_Work instructions_.
Go line by line through the entries below and copy those containing the string "ignored".

..........

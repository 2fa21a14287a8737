// Error codes
// Stable identifiers surfaced in API error bodies and structured logs.

pub mod validation {
    pub const INVALID_INPUT: &str = "VALIDATION_1001";
}

pub mod catalog {
    pub const LOAD_FAILED: &str = "CATALOG_2001";
}

pub mod configuration {
    pub const INVALID_SETTING: &str = "CONFIG_3001";
}

pub mod processing {
    pub const CASE_FAILED: &str = "PROCESSING_4001";
    pub const INTERNAL: &str = "PROCESSING_4002";
}

pub mod transport {
    pub const SERVER: &str = "TRANSPORT_5001";
    pub const NETWORK: &str = "TRANSPORT_5002";
}
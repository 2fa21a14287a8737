//! Keyword and diagnostic-code catalogs
//!
//! Both catalogs are data: YAML lists compiled into the binary (or supplied as
//! a file) and parsed once at startup. Entries are applied in order and a
//! repeated phrase takes the value of its last entry, keeping the position of
//! its first. Every phrase is normalized to trimmed lowercase and paired with a
//! precompiled [`WordPattern`].

use serde::{Deserialize, Serialize};
use std::collections::HashMap;
use std::fmt;
use std::path::Path;
use tracing::{debug, info};

use crate::error::{NlpError, NlpResult};
use crate::lexical::WordPattern;

const BUILTIN_RISK_TERMS: &str = include_str!("../data/risk_terms.yaml");
const BUILTIN_DIAGNOSTIC_CODES: &str = include_str!("../data/diagnostic_codes.yaml");

/// Severity tier attached to a risk phrase
#[derive(Debug, Clone, Copy, PartialEq, Eq, Hash, PartialOrd, Ord, Serialize, Deserialize)]
#[serde(rename_all = "UPPERCASE")]
pub enum Severity {
    Critical,
    High,
    Moderate,
}

impl Severity {
    pub fn as_str(&self) -> &'static str {
        match self {
            Severity::Critical => "CRITICAL",
            Severity::High => "HIGH",
            Severity::Moderate => "MODERATE",
        }
    }
}

impl fmt::Display for Severity {
    fn fmt(&self, f: &mut fmt::Formatter<'_>) -> fmt::Result {
        f.write_str(self.as_str())
    }
}

#[derive(Debug, Deserialize)]
struct RiskTermFile {
    terms: Vec<RiskTermEntry>,
}

#[derive(Debug, Deserialize)]
struct RiskTermEntry {
    phrase: String,
    severity: Severity,
}

#[derive(Debug, Deserialize)]
struct DiagnosticCodeFile {
    conditions: Vec<DiagnosticCodeEntry>,
}

#[derive(Debug, Deserialize)]
struct DiagnosticCodeEntry {
    condition: String,
    code: String,
}

/// Ordered phrase table with last-entry-wins semantics
#[derive(Debug, Clone)]
struct PhraseTable<V> {
    entries: Vec<(WordPattern, V)>,
    index: HashMap<String, usize>,
}

impl<V: fmt::Debug> PhraseTable<V> {
    fn build<I>(kind: &str, rows: I) -> NlpResult<Self>
    where
        I: IntoIterator<Item = (String, V)>,
    {
        let mut table = Self {
            entries: Vec::new(),
            index: HashMap::new(),
        };
        for (raw, value) in rows {
            let phrase = raw.trim().to_lowercase();
            if phrase.is_empty() {
                return Err(NlpError::Catalog(format!("{kind} catalog has an empty phrase")));
            }
            match table.index.get(&phrase) {
                Some(&slot) => {
                    if let Some(existing) = table.entries.get_mut(slot) {
                        debug!(
                            kind,
                            phrase = %phrase,
                            old = ?existing.1,
                            new = ?value,
                            "Catalog entry overridden"
                        );
                        existing.1 = value;
                    }
                }
                None => {
                    table.index.insert(phrase.clone(), table.entries.len());
                    table.entries.push((WordPattern::new(&phrase)?, value));
                }
            }
        }
        if table.entries.is_empty() {
            return Err(NlpError::Catalog(format!("{kind} catalog is empty")));
        }
        Ok(table)
    }

    fn get(&self, phrase: &str) -> Option<&V> {
        self.index
            .get(&phrase.trim().to_lowercase())
            .and_then(|&slot| self.entries.get(slot))
            .map(|(_, value)| value)
    }
}

/// Risk phrase → severity tier
#[derive(Debug, Clone)]
pub struct RiskTermCatalog {
    table: PhraseTable<Severity>,
}

impl RiskTermCatalog {
    /// Catalog shipped with the crate
    pub fn builtin() -> NlpResult<Self> {
        Self::from_yaml_str(BUILTIN_RISK_TERMS)
    }

    pub fn from_yaml_str(yaml: &str) -> NlpResult<Self> {
        let file: RiskTermFile = serde_yaml::from_str(yaml)?;
        Self::from_entries(file.terms.into_iter().map(|t| (t.phrase, t.severity)))
    }

    pub fn from_path(path: impl AsRef<Path>) -> NlpResult<Self> {
        let path = path.as_ref();
        let yaml = read_catalog(path)?;
        let catalog = Self::from_yaml_str(&yaml)?;
        info!(path = %path.display(), terms = catalog.len(), "Loaded risk term catalog");
        Ok(catalog)
    }

    pub fn from_entries<I, S>(entries: I) -> NlpResult<Self>
    where
        I: IntoIterator<Item = (S, Severity)>,
        S: Into<String>,
    {
        let table = PhraseTable::build(
            "risk term",
            entries
                .into_iter()
                .map(|(phrase, severity)| (Into::<String>::into(phrase), severity)),
        )?;
        Ok(Self { table })
    }

    pub fn severity(&self, phrase: &str) -> Option<Severity> {
        self.table.get(phrase).copied()
    }

    pub fn contains(&self, phrase: &str) -> bool {
        self.table.get(phrase).is_some()
    }

    /// Phrases with their compiled patterns, in catalog order
    pub fn terms(&self) -> impl Iterator<Item = (&WordPattern, Severity)> + '_ {
        self.table.entries.iter().map(|(pattern, severity)| (pattern, *severity))
    }

    pub fn phrases(&self) -> impl Iterator<Item = &str> + '_ {
        self.table.entries.iter().map(|(pattern, _)| pattern.phrase())
    }

    pub fn len(&self) -> usize {
        self.table.entries.len()
    }

    pub fn is_empty(&self) -> bool {
        self.table.entries.is_empty()
    }
}

/// Condition phrase → diagnostic code
#[derive(Debug, Clone)]
pub struct DiagnosticCodeCatalog {
    table: PhraseTable<String>,
}

impl DiagnosticCodeCatalog {
    /// Catalog shipped with the crate
    pub fn builtin() -> NlpResult<Self> {
        Self::from_yaml_str(BUILTIN_DIAGNOSTIC_CODES)
    }

    pub fn from_yaml_str(yaml: &str) -> NlpResult<Self> {
        let file: DiagnosticCodeFile = serde_yaml::from_str(yaml)?;
        Self::from_entries(file.conditions.into_iter().map(|c| (c.condition, c.code)))
    }

    pub fn from_path(path: impl AsRef<Path>) -> NlpResult<Self> {
        let path = path.as_ref();
        let yaml = read_catalog(path)?;
        let catalog = Self::from_yaml_str(&yaml)?;
        info!(path = %path.display(), conditions = catalog.len(), "Loaded diagnostic code catalog");
        Ok(catalog)
    }

    pub fn from_entries<I, S, C>(entries: I) -> NlpResult<Self>
    where
        I: IntoIterator<Item = (S, C)>,
        S: Into<String>,
        C: Into<String>,
    {
        let mut rows = Vec::new();
        for (condition, code) in entries {
            let condition: String = condition.into();
            let code: String = code.into();
            let code = code.trim().to_string();
            if code.is_empty() {
                return Err(NlpError::Catalog(format!(
                    "diagnostic code catalog has no code for '{condition}'"
                )));
            }
            rows.push((condition, code));
        }
        let table = PhraseTable::build("diagnostic code", rows)?;
        Ok(Self { table })
    }

    pub fn code(&self, condition: &str) -> Option<&str> {
        self.table.get(condition).map(String::as_str)
    }

    /// Conditions with their compiled patterns and codes, in catalog order
    pub fn conditions(&self) -> impl Iterator<Item = (&WordPattern, &str)> + '_ {
        self.table
            .entries
            .iter()
            .map(|(pattern, code)| (pattern, code.as_str()))
    }

    pub fn len(&self) -> usize {
        self.table.entries.len()
    }

    pub fn is_empty(&self) -> bool {
        self.table.entries.is_empty()
    }
}

fn read_catalog(path: &Path) -> NlpResult<String> {
    std::fs::read_to_string(path).map_err(|source| NlpError::CatalogIo {
        path: path.display().to_string(),
        source,
    })
}
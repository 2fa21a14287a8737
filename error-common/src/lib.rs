//! Common error handling for the clinical summarizer
//!
//! Every crate in the workspace reports failures that reach the calling layer
//! through [`SummarizerError`]. Crate-local errors (catalog parsing, capability
//! failures, configuration) convert into it at the crate boundary.
//!
//! # Error Categories
//!
//! - **Validation**: malformed requests rejected before the core runs
//! - **Catalog**: keyword or diagnostic-code catalog could not be loaded
//! - **Configuration**: invalid environment or CLI settings
//! - **CaseFailed**: the opaque per-request failure; carries the case identifier
//! - **Server / Network**: transport-level failures in the HTTP layer
//! - **Internal**: anything else
//!
//! # Example
//!
//! ```rust
//! use error_common::{ErrorContext, SummarizerError};
//!
//! let err = SummarizerError::case_failed("case-42", "similarity worker panicked");
//! let context = ErrorContext::for_case("case-42");
//!
//! assert_eq!(err.case_id(), Some("case-42"));
//! assert_eq!(err.code(), error_common::codes::processing::CASE_FAILED);
//! assert_eq!(context.case_id.as_deref(), Some("case-42"));
//! ```

pub mod codes;
pub mod context;
pub mod types;

pub use context::*;
pub use types::*;
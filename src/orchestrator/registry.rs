//! Expression Registry
//!
//! The orchestrator's only mutable state: submitted expressions, the shared FIFO
//! task queue and the table of reported results. All three live behind one lock,
//! so every command below is atomic with respect to the others.

use super::protocol::RegistryStats;
use super::types::*;
use crate::calculator::{compile, CalcError};

use std::collections::{HashMap, VecDeque};
use std::time::Duration;
use thiserror::Error;
use tokio::sync::Mutex;

#[derive(Debug, Error, PartialEq)]
pub enum RegistryError {
    #[error("expression not found: {0}")]
    NotFound(ExpressionId),

    #[error("expression {id} has no task #{seq}")]
    UnknownTask { id: ExpressionId, seq: usize },

    #[error(transparent)]
    Compile(#[from] CalcError),
}

#[derive(Debug, Default)]
struct RegistryState {
    /// Entries in submission order; entry `n` has id `n + 1`.
    expressions: Vec<ExpressionEntry>,
    queue: VecDeque<Task>,
    /// Latest value reported per expression.
    results: HashMap<ExpressionId, f64>,
}

impl RegistryState {
    fn index_of(&self, id: &ExpressionId) -> Option<usize> {
        let index = id.0.parse::<usize>().ok()?.checked_sub(1)?;
        self.expressions
            .get(index)
            .filter(|entry| entry.expression.id == *id)
            .map(|_| index)
    }

    fn entry_mut(&mut self, id: &ExpressionId) -> Option<&mut ExpressionEntry> {
        let index = self.index_of(id)?;
        self.expressions.get_mut(index)
    }

    fn entry(&self, id: &ExpressionId) -> Option<&ExpressionEntry> {
        self.expressions.get(self.index_of(id)?)
    }
}

/// Serialized access point to expressions and their tasks.
pub struct ExpressionRegistry {
    state: Mutex<RegistryState>,
    /// Simulated cost stamped on every compiled task.
    operation_time: Duration,
}

impl ExpressionRegistry {
    pub fn new(operation_time: Duration) -> Self {
        Self {
            state: Mutex::new(RegistryState::default()),
            operation_time,
        }
    }

    /// Compiles `expression`, registers it and enqueues its tasks.
    ///
    /// Nothing is registered when compilation fails. A lone literal has no tasks
    /// and is registered as already `done`.
    pub async fn submit(&self, expression: &str) -> Result<ExpressionId, RegistryError> {
        let mut state = self.state.lock().await;

        let id = ExpressionId::new(state.expressions.len() + 1);
        let compilation = compile(&id, expression, self.operation_time)?;
        let task_count = compilation.tasks.len();

        let status = if task_count == 0 {
            ExpressionStatus::Done
        } else {
            ExpressionStatus::Pending
        };

        state.expressions.push(ExpressionEntry {
            expression: Expression {
                id: id.clone(),
                status,
                result: if task_count == 0 { compilation.value } else { 0.0 },
                error: None,
            },
            remaining: task_count,
            final_seq: task_count.checked_sub(1),
            final_result: None,
            reported: vec![false; task_count],
        });
        state.queue.extend(compilation.tasks);

        tracing::info!(
            "Registered expression {} ({} tasks): {}",
            id,
            task_count,
            expression
        );

        Ok(id)
    }

    /// Pops the oldest queued task and marks its expression `in_progress`.
    ///
    /// `None` means the queue is empty; callers are expected to poll again later.
    pub async fn next_task(&self) -> Option<Task> {
        let mut state = self.state.lock().await;

        let task = state.queue.pop_front()?;
        if let Some(entry) = state.entry_mut(&task.id) {
            if entry.expression.status == ExpressionStatus::Pending {
                entry.expression.status = ExpressionStatus::InProgress;
            }
        }

        tracing::debug!(
            "Dispatching task {}#{}: {} {} {}",
            task.id,
            task.seq,
            task.arg1,
            task.operation,
            task.arg2
        );

        Some(task)
    }

    /// Records a task result and completes the expression once no task is outstanding.
    ///
    /// The expression value is the result reported for its last task. When reports
    /// carry no `seq`, the latest value in the result table is used instead.
    /// A repeated `seq` is ignored, and a `seq` the expression never emitted is
    /// rejected. Reports for expressions that already reached a terminal state
    /// are ignored.
    pub async fn report_result(
        &self,
        id: &ExpressionId,
        value: f64,
        seq: Option<usize>,
    ) -> Result<ExpressionStatus, RegistryError> {
        let mut guard = self.state.lock().await;
        let state = &mut *guard;

        let index = state
            .index_of(id)
            .ok_or_else(|| RegistryError::NotFound(id.clone()))?;
        let entry = &mut state.expressions[index];

        if entry.expression.status.is_terminal() {
            tracing::warn!(
                "Ignoring result {} for expression {} in state {:?}",
                value,
                id,
                entry.expression.status
            );
            return Ok(entry.expression.status);
        }

        if let Some(seq) = seq {
            match entry.reported.get_mut(seq) {
                None => {
                    tracing::warn!("Rejecting result for unknown task {}#{}", id, seq);
                    return Err(RegistryError::UnknownTask {
                        id: id.clone(),
                        seq,
                    });
                }
                Some(true) => {
                    tracing::warn!("Ignoring duplicate result for task {}#{}", id, seq);
                    return Ok(entry.expression.status);
                }
                Some(flag) => *flag = true,
            }

            if Some(seq) == entry.final_seq {
                entry.final_result = Some(value);
            }
        }

        state.results.insert(id.clone(), value);
        entry.remaining = entry.remaining.saturating_sub(1);

        if entry.remaining == 0 {
            entry.expression.status = ExpressionStatus::Done;
            entry.expression.result = entry
                .final_result
                .or_else(|| state.results.get(id).copied())
                .unwrap_or(value);
            tracing::info!(
                "Expression {} done, result: {}",
                id,
                entry.expression.result
            );
        }

        Ok(entry.expression.status)
    }

    /// Marks the expression `failed` and drops its queued tasks.
    pub async fn report_failure(
        &self,
        id: &ExpressionId,
        error: &str,
    ) -> Result<ExpressionStatus, RegistryError> {
        let mut guard = self.state.lock().await;
        let state = &mut *guard;

        let entry = state
            .entry_mut(id)
            .ok_or_else(|| RegistryError::NotFound(id.clone()))?;

        if entry.expression.status.is_terminal() {
            tracing::warn!("Ignoring failure for finished expression {}: {}", id, error);
            return Ok(entry.expression.status);
        }

        entry.expression.status = ExpressionStatus::Failed;
        entry.expression.error = Some(error.to_string());
        entry.remaining = 0;

        state.queue.retain(|task| task.id != *id);

        tracing::error!("Expression {} failed: {}", id, error);

        Ok(ExpressionStatus::Failed)
    }

    pub async fn get(&self, id: &ExpressionId) -> Option<Expression> {
        let state = self.state.lock().await;
        state.entry(id).map(|entry| entry.expression.clone())
    }

    /// Snapshot of every expression in submission order.
    pub async fn get_all(&self) -> Vec<Expression> {
        let state = self.state.lock().await;
        state
            .expressions
            .iter()
            .map(|entry| entry.expression.clone())
            .collect()
    }

    pub async fn stats(&self) -> RegistryStats {
        let state = self.state.lock().await;

        let mut stats = RegistryStats {
            queued_tasks: state.queue.len(),
            ..RegistryStats::default()
        };

        for entry in state.expressions.iter() {
            match entry.expression.status {
                ExpressionStatus::Pending => stats.pending += 1,
                ExpressionStatus::InProgress => stats.in_progress += 1,
                ExpressionStatus::Done => stats.done += 1,
                ExpressionStatus::Failed => stats.failed += 1,
            }
        }

        stats
    }
}

impl Default for ExpressionRegistry {
    fn default() -> Self {
        Self::new(Duration::from_secs(1))
    }
}
use super::config::OrchestratorConfig;
use super::handlers::*;
use super::protocol::*;
use super::registry::ExpressionRegistry;

use axum::{
    Router,
    extract::Extension,
    routing::get,
    routing::post,
};
use std::sync::Arc;
use tokio_util::sync::CancellationToken;

/// Builds the orchestrator HTTP surface on top of `registry`.
pub fn router(registry: Arc<ExpressionRegistry>) -> Router {
    Router::new()
        .route(ENDPOINT_CALCULATE, post(handle_calculate))
        .route(ENDPOINT_EXPRESSIONS, get(handle_get_expressions))
        .route(ENDPOINT_EXPRESSION_BY_ID, get(handle_get_expression))
        .route(
            ENDPOINT_INTERNAL_TASK,
            get(handle_get_task).post(handle_post_task_result),
        )
        .route(ENDPOINT_INTERNAL_STATS, get(handle_stats))
        .layer(Extension(registry))
}

/// Serves the orchestrator until `shutdown` is cancelled.
pub async fn serve(config: OrchestratorConfig, shutdown: CancellationToken) -> anyhow::Result<()> {
    let registry = Arc::new(ExpressionRegistry::new(config.operation_time));
    let app = router(registry);

    let listener = tokio::net::TcpListener::bind(config.bind_addr).await?;
    tracing::info!("Orchestrator listening on {}", listener.local_addr()?);

    axum::serve(listener, app)
        .with_graceful_shutdown(async move { shutdown.cancelled().await })
        .await?;

    tracing::info!("Orchestrator stopped");
    Ok(())
}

..........

_Response area_.
    /// A repeated `seq` is ignored, and a `seq` the expression never emitted is
    /// are ignored.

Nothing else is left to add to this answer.